Doomed Planet For A Failed Species? Fukushima’s Tragic Nuclear Consequences

September 6, 2012

Richard Wilcox Activist Post

all things of nature, there is something of the marvelous. — Aristotle

In wildness is the preservation of the world. — Henry David Thoreau

The earth is what we all have in common. — Wendell Berry

We’ve arranged a global civilization in which most crucial elements profoundly depend on science and technology. We have also arranged things so that almost no one understands science and technology. This is a prescription for disaster. We might get away with it for a while, but sooner or later this combustible mixture of ignorance and power is going to blow up in our faces. — Carl Sagan

The issue of the environment can be viewed through a fascinating variety of historical and philosophical lenses. We, the “failed species,” find ourselves on the verge of “transhumanist” transcendence, or, on the skids toward extinction on an eroded and polluted planet. Without a biodiverse ecology, there is no economy. Don’t try to kill Mother Nature, she will sneeze at you, wait a few million years and then go on to something else.
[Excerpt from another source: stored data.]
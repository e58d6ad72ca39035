//! Durable task state with centrally enforced lifecycle transitions.
//!
//! Callers never flip task states themselves: every change goes through
//! [`TaskStore::transition`], which rejects anything
//! [`TaskState::can_transition_to`] does not allow. The store only
//! guarantees per-record atomicity of a transition; mutual exclusion of
//! task execution belongs to the queue.

pub mod memory;

use async_trait::async_trait;
use thiserror::Error;

use crate::models::{Fingerprint, ReviewReport, ReviewRequest, Task, TaskError, TaskId, TaskState};

pub use memory::MemoryStore;

/// Errors from the task store.
#[derive(Error, Debug)]
pub enum StoreError {
    #[error("task {0} not found")]
    NotFound(TaskId),

    /// A caller asked for a state change the lifecycle does not allow.
    /// This is a programming invariant violation, not an expected
    /// runtime condition.
    #[error("invalid transition for task {id}: {from} -> {to}")]
    InvalidTransition {
        id: TaskId,
        from: TaskState,
        to: TaskState,
    },

    /// The backing store could not record the change. Fatal to the
    /// operation: task state that is not durably recorded is lost.
    #[error("task store unavailable: {0}")]
    Unavailable(String),

    #[error("task store invariant violated: {0}")]
    Internal(String),
}

/// Data accompanying a state transition.
#[derive(Debug, Clone)]
pub enum TransitionPayload {
    /// No payload; used for `Processing`.
    None,
    /// The aggregated result; required for `Completed`.
    Result(ReviewReport),
    /// The classified failure; required for `Failed`.
    Error(TaskError),
}

/// Map from task id to task state and metadata.
#[async_trait]
pub trait TaskStore: Send + Sync {
    /// Allocate a new task in `Pending`.
    async fn create(
        &self,
        request: ReviewRequest,
        fingerprint: Fingerprint,
    ) -> Result<Task, StoreError>;

    /// Move a task to `new_state`, applying the payload.
    ///
    /// A transition to `Processing` increments the attempt count.
    /// Returns the updated task.
    async fn transition(
        &self,
        id: TaskId,
        new_state: TaskState,
        payload: TransitionPayload,
    ) -> Result<Task, StoreError>;

    /// Fetch a task by id.
    async fn get(&self, id: TaskId) -> Result<Task, StoreError>;
}
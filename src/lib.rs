//! revq — asynchronous AI pull-request review orchestrator (library crate).
//!
//! Re-exports public modules for integration tests and external use.

pub mod analyzer;
pub mod cache;
pub mod config;
pub mod constants;
pub mod dispatcher;
pub mod env;
pub mod executor;
pub mod host;
pub mod limiter;
pub mod models;
pub mod queue;
pub mod status;
pub mod store;
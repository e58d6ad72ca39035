//! In-memory sliding-window rate limiter.
//!
//! Tracks, per client, the admission timestamps within the trailing
//! window. A check prunes expired timestamps, admits iff the remaining
//! count is below the limit, and appends the new timestamp on
//! admission, all under one lock acquisition per check.

use std::collections::{HashMap, VecDeque};
use std::sync::Mutex;
use std::time::{Duration, Instant};

use async_trait::async_trait;

use super::{Decision, LimiterError, RateLimiter};

/// Sliding-window counter keyed by client id.
pub struct SlidingWindowLimiter {
    limit: u32,
    window: Duration,
    windows: Mutex<HashMap<String, VecDeque<Instant>>>,
}

impl SlidingWindowLimiter {
    /// Create a limiter admitting at most `limit` requests per `window`.
    pub fn new(limit: u32, window: Duration) -> Self {
        Self {
            limit,
            window,
            windows: Mutex::new(HashMap::new()),
        }
    }

    /// Check admission at an explicit instant. Exposed for deterministic tests;
    /// production callers go through [`RateLimiter::check`].
    pub fn check_at(&self, client_id: &str, now: Instant) -> Decision {
        let mut windows = self.windows.lock().unwrap();
        let stamps = windows.entry(client_id.to_string()).or_default();

        // Prune admissions that have aged out of the trailing window.
        while let Some(&oldest) = stamps.front() {
            if now.duration_since(oldest) >= self.window {
                stamps.pop_front();
            } else {
                break;
            }
        }

        if (stamps.len() as u32) < self.limit {
            stamps.push_back(now);
            Decision::Allowed
        } else {
            // The slot frees up when the oldest in-window admission expires.
            // An empty window only reaches here with limit == 0; then the
            // full window length is as good a hint as any.
            let retry_after = stamps
                .front()
                .map(|&oldest| self.window.saturating_sub(now.duration_since(oldest)))
                .unwrap_or(self.window);
            Decision::Denied { retry_after }
        }
    }

    /// Drop window state for clients with no admissions inside the window.
    ///
    /// Window state carries no guarantee past `window` of inactivity, so
    /// this can run on any schedule the embedder likes.
    pub fn evict_idle(&self) {
        let now = Instant::now();
        let mut windows = self.windows.lock().unwrap();
        windows.retain(|_, stamps| {
            stamps
                .back()
                .is_some_and(|&newest| now.duration_since(newest) < self.window)
        });
    }
}

#[async_trait]
impl RateLimiter for SlidingWindowLimiter {
    async fn check(&self, client_id: &str) -> Result<Decision, LimiterError> {
        Ok(self.check_at(client_id, Instant::now()))
    }
}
The amount of highly radioactive waste from global nuclear power production increases every day. The monetary cost of storing or disposing of it (probably eventually just dumping it back into the environment when no one is looking), is skyrocketing. As yet, there is no safe storage method that is tried and true. Although dry cask storage is much safer than open fuel pools, it is an interim and not long term storage solution .

Considering the high cost and danger of storing nuclear waste for thousands of years, why don’t we just switch to a non-nuclear energy economy today?

Japan is the most outrageous example of bad planning. In the most seismically volatile region of the world it would be unthinkable to bury the waste, and “recycling” the spent fuel was a Promethean dream.